Collected data entries
//! Core library exports for the Bookstall service.
//!
//! This crate exposes the catalog, purchase-ledger and reading-progress
//! layers of a digital book marketplace. The `data` feature builds only the
//! reusable persistence/domain layer; the `server` feature adds the
//! Actix-web JSON API on top of it.

#[cfg(feature = "data")]
pub mod db;
#[cfg(feature = "data")]
pub mod domain;
#[cfg(feature = "data")]
pub mod dto;
#[cfg(feature = "data")]
mod error_conversions;
#[cfg(feature = "data")]
pub mod forms;
#[cfg(feature = "data")]
pub mod models;
#[cfg(feature = "data")]
pub mod pagination;
#[cfg(feature = "data")]
pub mod repository;
#[cfg(feature = "data")]
pub mod schema;

#[cfg(feature = "server")]
pub mod routes;
#[cfg(feature = "server")]
pub mod services;
//! Diesel row models and conversions into domain entities.

pub mod book;
pub mod category;
#[cfg(feature = "server")]
pub mod config;
pub mod progress;
pub mod purchase;
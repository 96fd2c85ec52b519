use chrono::NaiveDateTime;
use diesel::prelude::*;

use crate::domain::category::{Category as DomainCategory, NewCategory as DomainNewCategory};
use crate::domain::types::{CategoryName, TypeConstraintError};

/// Diesel model representing the `categories` table.
#[derive(Debug, Clone, Identifiable, Queryable, Selectable)]
#[diesel(table_name = crate::schema::categories)]
pub struct Category {
    pub id: i32,
    pub name: String,
    pub created_at: NaiveDateTime,
}

/// Insertable form of [`Category`].
#[derive(Debug, Insertable)]
#[diesel(table_name = crate::schema::categories)]
pub struct NewCategory {
    pub name: String,
    pub created_at: NaiveDateTime,
}

impl TryFrom<Category> for DomainCategory {
    type Error = TypeConstraintError;

    fn try_from(category: Category) -> Result<Self, Self::Error> {
        Ok(Self {
            id: category.id.try_into()?,
            name: CategoryName::new(category.name)?,
            created_at: category.created_at,
        })
    }
}

impl From<DomainNewCategory> for NewCategory {
    fn from(category: DomainNewCategory) -> Self {
        Self {
            name: category.name.into_inner(),
            created_at: category.created_at,
        }
    }
}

- **Task directions**
Lines from the start of the entries through the one containing "pub mod db;" are to be set down again exactly, both ends included.

- **Response area**
//! Core library exports for the Bookstall service.
//!
//! This crate exposes the catalog, purchase-ledger and reading-progress
//! layers of a digital book marketplace. The `data` feature builds only the
//! reusable persistence/domain layer; the `server` feature adds the
//! Actix-web JSON API on top of it.

#[cfg(feature = "data")]
pub mod db;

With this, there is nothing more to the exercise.